Friday, June 6, 2025
When I started to write this post, I was at the Newcastle airport for the first leg of my trip home after another two weeks in the UK. It had been a busy visit. We worked on the images for my 'The Birds' book, and got a sweet vintage dresser for my room. We also both got sick with the same bad cough, just like any other couple, and spent much of the time simply hanging out and living together. I baked a few ginger cakes and a loaf of bread, and made pasta puttanesca twice. Speaking of food, we went to South Shields which is across the river from my beloved Tynemouth to check out the dunes and carnival fairground and had lunch at The Marine (https://the-marine.co.uk/) which I highly recommend if you happen to find yourself there. All of this was in the original draft of this post I was writing in the airport, along with how I finished Oskar the owl painting I brought with me to work on and bought the paint I needed once I arrived.
Anyway, there I was, sitting in the Newcastle airport writing in my notebook and waiting for the departure board to post my gate. I had a really tight window between arriving in Amsterdam and catching my Boston flight and too much time was passing. Eventually I headed downstairs to wait at the general gate area. By the time the flight details were posted, it was an hour and a half late. The reason being that as my plane’s incoming flight landed in Newcastle, a passenger on it suffered a heart attack and an ambulance needed to be called. The other passengers were not allowed to disembark until the paramedics worked their magic and took the patient away. Once the plane was empty, it had to be cleaned, hence the delay. And then, since almost all of my fellow passengers were going to Amsterdam to catch other flights that we had now missed, the service desk was a mob scene. Luckily, Expedia, who I book flights with, had already lined me up with a new Boston flight, but alas, it was for the following morning. I was given a room and meal vouchers at a hotel nearby and then spent an hour I’ll never get back in Passport Control with several hundred anxious Chinese travelers just to get out of the building. By the time I checked into the hotel, the buffet they provided was slim pickings. I did have a nice shower and slept ok however, and was up at the crack of dawn for a decent breakfast and was on the shuttle back to the airport soon enough.

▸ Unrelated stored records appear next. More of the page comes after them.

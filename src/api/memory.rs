//! In-process backend
//!
//! Implements both [`TableClient`] and [`AuthApi`] over plain maps so the survey
//! flow can run without a network: integration tests and `tui --demo` use it.
//! Filters, ordering, limits and projections follow PostgREST semantics closely
//! enough for the queries this crate issues.

use std::collections::HashMap;
use std::sync::{Arc, Mutex, MutexGuard};

use async_trait::async_trait;
use chrono::{DateTime, Duration, TimeZone, Utc};
use serde_json::{Map, Value, json};
use uuid::Uuid;

use super::auth::AuthApi;
use super::client::TableClient;
use super::constants::tables;
use super::models::{AuthSession, AuthUser, SignUpOutcome, SignUpRequest, TokenInfo};
use super::operations::{Operation, OperationResult};
use super::query::{Query, QueryResult};

struct MemoryAccount {
    user: AuthUser,
    password: String,
}

#[derive(Default)]
struct MemoryState {
    tables: HashMap<String, Vec<Value>>,
    accounts: HashMap<String, MemoryAccount>,
    access_tokens: HashMap<String, String>,
    refresh_tokens: HashMap<String, String>,
    failures: HashMap<String, String>,
    query_counts: HashMap<String, usize>,
    ticks: i64,
    require_confirmation: bool,
}

impl MemoryState {
    /// Monotonic timestamps so `created_at` ordering is deterministic
    fn next_timestamp(&mut self) -> String {
        self.ticks += 1;
        let epoch: DateTime<Utc> = Utc
            .with_ymd_and_hms(2024, 1, 1, 0, 0, 0)
            .single()
            .unwrap_or_else(Utc::now);
        (epoch + Duration::seconds(self.ticks)).to_rfc3339()
    }

    fn stamp(&mut self, row: Value) -> Value {
        let mut object = match row {
            Value::Object(map) => map,
            other => {
                let mut map = Map::new();
                map.insert("value".to_string(), other);
                map
            }
        };
        if !object.contains_key("id") {
            object.insert("id".to_string(), json!(Uuid::new_v4().to_string()));
        }
        if !object.contains_key("created_at") {
            let ts = self.next_timestamp();
            object.insert("created_at".to_string(), json!(ts));
        }
        Value::Object(object)
    }

    fn issue_session(&mut self, user: AuthUser) -> AuthSession {
        let access_token = format!("mem-{}", Uuid::new_v4());
        let refresh_token = format!("memr-{}", Uuid::new_v4());
        self.access_tokens.insert(access_token.clone(), user.id.clone());
        self.refresh_tokens.insert(refresh_token.clone(), user.id.clone());
        AuthSession {
            user,
            token: TokenInfo {
                access_token,
                refresh_token: Some(refresh_token),
                expires_at: Utc::now() + Duration::hours(1),
            },
        }
    }

    fn user_by_id(&self, user_id: &str) -> Option<AuthUser> {
        self.accounts
            .values()
            .find(|account| account.user.id == user_id)
            .map(|account| account.user.clone())
    }
}

/// Shared in-memory tables and accounts
#[derive(Clone, Default)]
pub struct MemoryBackend {
    state: Arc<Mutex<MemoryState>>,
}

impl MemoryBackend {
    pub fn new() -> Self {
        Self::default()
    }

    fn lock(&self) -> MutexGuard<'_, MemoryState> {
        self.state.lock().unwrap_or_else(|e| e.into_inner())
    }

    /// Insert rows directly, filling `id`/`created_at` when absent
    pub fn seed(&self, table: &str, rows: Vec<Value>) -> Vec<Value> {
        let mut state = self.lock();
        let stamped: Vec<Value> = rows.into_iter().map(|row| state.stamp(row)).collect();
        state
            .tables
            .entry(table.to_string())
            .or_default()
            .extend(stamped.iter().cloned());
        stamped
    }

    /// Snapshot of a table's rows in insertion order
    pub fn rows(&self, table: &str) -> Vec<Value> {
        self.lock().tables.get(table).cloned().unwrap_or_default()
    }

    /// Make every call touching `table` fail with `message`
    pub fn fail_table(&self, table: &str, message: &str) {
        self.lock()
            .failures
            .insert(table.to_string(), message.to_string());
    }

    pub fn clear_failure(&self, table: &str) {
        self.lock().failures.remove(table);
    }

    /// Number of selects issued against `table`
    pub fn query_count(&self, table: &str) -> usize {
        self.lock().query_counts.get(table).copied().unwrap_or(0)
    }

    /// Require e-mail confirmation for new sign-ups
    pub fn require_email_confirmation(&self, required: bool) {
        self.lock().require_confirmation = required;
    }

    /// Register an account (and its profile row) directly
    pub fn add_user(&self, email: &str, password: &str, full_name: &str, organization: &str) -> AuthUser {
        let user = AuthUser {
            id: Uuid::new_v4().to_string(),
            email: Some(email.to_string()),
            metadata: json!({ "full_name": full_name, "organization": organization }),
        };

        let mut state = self.lock();
        state.accounts.insert(
            email.to_lowercase(),
            MemoryAccount {
                user: user.clone(),
                password: password.to_string(),
            },
        );
        let profile = state.stamp(json!({
            "id": user.id,
            "email": email,
            "full_name": full_name,
            "organization": organization,
        }));
        state
            .tables
            .entry(tables::PROFILES.to_string())
            .or_default()
            .push(profile);

        user
    }

    /// Grant a role through the `user_roles` table
    pub fn grant_role(&self, user_id: &str, role: &str) {
        self.seed(tables::USER_ROLES, vec![json!({ "user_id": user_id, "role": role })]);
    }
}

fn project(row: &Value, select: &Option<Vec<String>>) -> Value {
    match (select, row) {
        (Some(fields), Value::Object(map)) if !fields.iter().any(|f| f == "*") => {
            let projected: Map<String, Value> = fields
                .iter()
                .filter_map(|field| map.get(field).map(|v| (field.clone(), v.clone())))
                .collect();
            Value::Object(projected)
        }
        _ => row.clone(),
    }
}

#[async_trait]
impl TableClient for MemoryBackend {
    async fn query(&self, query: &Query) -> anyhow::Result<QueryResult> {
        let mut state = self.lock();
        *state.query_counts.entry(query.table.clone()).or_default() += 1;

        if let Some(message) = state.failures.get(&query.table) {
            return Ok(QueryResult::error(message.clone(), Some(400)));
        }

        let mut rows: Vec<Value> = state
            .tables
            .get(&query.table)
            .map(|rows| {
                rows.iter()
                    .filter(|row| query.filters.iter().all(|f| f.matches(row)))
                    .cloned()
                    .collect()
            })
            .unwrap_or_default();

        if !query.orderby.is_empty() {
            rows.sort_by(|a, b| query.orderby.compare(a, b));
        }

        if let Some(limit) = query.effective_limit() {
            rows.truncate(limit as usize);
        }

        let rows = rows.iter().map(|row| project(row, &query.select)).collect();
        Ok(QueryResult::success(rows, 200))
    }

    async fn execute(&self, operation: &Operation) -> anyhow::Result<OperationResult> {
        let mut state = self.lock();

        if let Some(message) = state.failures.get(operation.table()) {
            return Ok(OperationResult::error(message.clone(), Some(400)));
        }

        match operation {
            Operation::Insert { table, rows } => {
                let stamped: Vec<Value> = rows.iter().cloned().map(|row| state.stamp(row)).collect();
                state
                    .tables
                    .entry(table.clone())
                    .or_default()
                    .extend(stamped.iter().cloned());
                Ok(OperationResult::success(stamped, 201))
            }
            Operation::Delete { table, filters } => {
                if filters.is_empty() {
                    anyhow::bail!("Refusing to delete from {} without a filter", table);
                }
                if let Some(rows) = state.tables.get_mut(table) {
                    rows.retain(|row| !filters.iter().all(|f| f.matches(row)));
                }
                Ok(OperationResult::success(Vec::new(), 204))
            }
        }
    }
}

#[async_trait]
impl AuthApi for MemoryBackend {
    async fn sign_in_with_password(&self, email: &str, password: &str) -> anyhow::Result<AuthSession> {
        let mut state = self.lock();
        let user = match state.accounts.get(&email.to_lowercase()) {
            Some(account) if account.password == password => account.user.clone(),
            _ => anyhow::bail!("Invalid login credentials"),
        };
        Ok(state.issue_session(user))
    }

    async fn sign_up(&self, request: &SignUpRequest) -> anyhow::Result<SignUpOutcome> {
        if self.lock().accounts.contains_key(&request.email.to_lowercase()) {
            anyhow::bail!("User already registered");
        }

        let user = self.add_user(&request.email, &request.password, &request.full_name, &request.organization);

        let mut state = self.lock();
        if state.require_confirmation {
            Ok(SignUpOutcome::ConfirmationRequired {
                email: request.email.clone(),
            })
        } else {
            Ok(SignUpOutcome::SignedIn(state.issue_session(user)))
        }
    }

    async fn sign_out(&self, access_token: &str) -> anyhow::Result<()> {
        let mut state = self.lock();
        if let Some(user_id) = state.access_tokens.remove(access_token) {
            state.refresh_tokens.retain(|_, owner| owner != &user_id);
        }
        Ok(())
    }

    async fn get_user(&self, access_token: &str) -> anyhow::Result<AuthUser> {
        let state = self.lock();
        state
            .access_tokens
            .get(access_token)
            .and_then(|user_id| state.user_by_id(user_id))
            .ok_or_else(|| anyhow::anyhow!("Invalid JWT"))
    }

    async fn refresh(&self, refresh_token: &str) -> anyhow::Result<AuthSession> {
        let mut state = self.lock();
        let user = state
            .refresh_tokens
            .remove(refresh_token)
            .and_then(|user_id| state.user_by_id(&user_id))
            .ok_or_else(|| anyhow::anyhow!("Invalid Refresh Token"))?;
        Ok(state.issue_session(user))
    }
}

#[cfg(test)]
mod tests {
    use super::*;
    use crate::api::query::{Filter, OrderBy, QueryBuilder};

    #[tokio::test]
    async fn test_query_filters_orders_and_projects() {
        let backend = MemoryBackend::new();
        backend.seed("areas_cadastradas", vec![
            json!({"nome_area": "RH", "organizacao": "ACME"}),
            json!({"nome_area": "Financeiro", "organizacao": "ACME"}),
            json!({"nome_area": "TI", "organizacao": "Outra"}),
        ]);

        let result = QueryBuilder::new("areas_cadastradas")
            .select(&["nome_area"])
            .filter(Filter::eq("organizacao", "ACME"))
            .orderby(OrderBy::asc("nome_area"))
            .execute(&backend)
            .await
            .unwrap();

        let names: Vec<&str> = result.rows.iter().filter_map(|r| r["nome_area"].as_str()).collect();
        assert_eq!(names, vec!["Financeiro", "RH"]);
        assert!(result.rows[0].get("organizacao").is_none());
        assert_eq!(backend.query_count("areas_cadastradas"), 1);
    }

    #[tokio::test]
    async fn test_insert_stamps_and_delete_by_id() {
        let backend = MemoryBackend::new();
        let inserted = Operation::insert("areas_cadastradas", json!({"nome_area": "RH"}))
            .execute(&backend)
            .await
            .unwrap()
            .into_result()
            .unwrap();

        let id = inserted[0]["id"].as_str().unwrap().to_string();
        assert!(inserted[0]["created_at"].is_string());

        Operation::delete_by_id("areas_cadastradas", id)
            .execute(&backend)
            .await
            .unwrap();
        assert!(backend.rows("areas_cadastradas").is_empty());
    }

    #[tokio::test]
    async fn test_maybe_single_detects_duplicates() {
        let backend = MemoryBackend::new();
        backend.seed("user_roles", vec![
            json!({"user_id": "u-1", "role": "admin"}),
            json!({"user_id": "u-1", "role": "user"}),
            json!({"user_id": "u-1", "role": "user"}),
        ]);

        let result = QueryBuilder::new("user_roles")
            .eq("user_id", "u-1")
            .maybe_single()
            .execute(&backend)
            .await
            .unwrap();
        assert_eq!(result.len(), 2);
        assert!(result.maybe_single::<Value>().is_err());
    }

    #[tokio::test]
    async fn test_injected_failure() {
        let backend = MemoryBackend::new();
        backend.fail_table("respostas_questionario", "new row violates row-level security policy");

        let result = Operation::insert("respostas_questionario", json!({"valor": 1}))
            .execute(&backend)
            .await
            .unwrap();
        assert!(!result.success);
        assert!(backend.rows("respostas_questionario").is_empty());
    }

    #[tokio::test]
    async fn test_auth_round_trip() {
        let backend = MemoryBackend::new();
        backend.add_user("ana@acme.com", "segredo1", "Ana Souza", "ACME");

        assert!(backend.sign_in_with_password("ana@acme.com", "errada").await.is_err());

        let session = backend.sign_in_with_password("ANA@acme.com", "segredo1").await.unwrap();
        let user = backend.get_user(&session.token.access_token).await.unwrap();
        assert_eq!(user.full_name(), Some("Ana Souza"));

        backend.sign_out(&session.token.access_token).await.unwrap();
        assert!(backend.get_user(&session.token.access_token).await.is_err());
        assert_eq!(backend.rows("profiles").len(), 1);
    }
}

Have you been to Amsterdam’s Schiphol airport? It is HUGE and very confusing. But as I was already checked in, all I had to do was get in an enormous line to be scanned by security and then use my remaining meal voucher at Starbucks. So to make a long and tedious story a little bit shorter, 36 hours after I’d left for the Newcastle airport, my Provincetown friend picked me up from the Logan shuttle drop-off in Barnstable, a two hour bus ride, and then after another hour’s drive, delivered me home. These trips seem to be getting harder, although this was still not as bad as that fiasco in Heathrow in February. Perhaps I’ll go less often from now on and stay longer until I move there for good. Onward.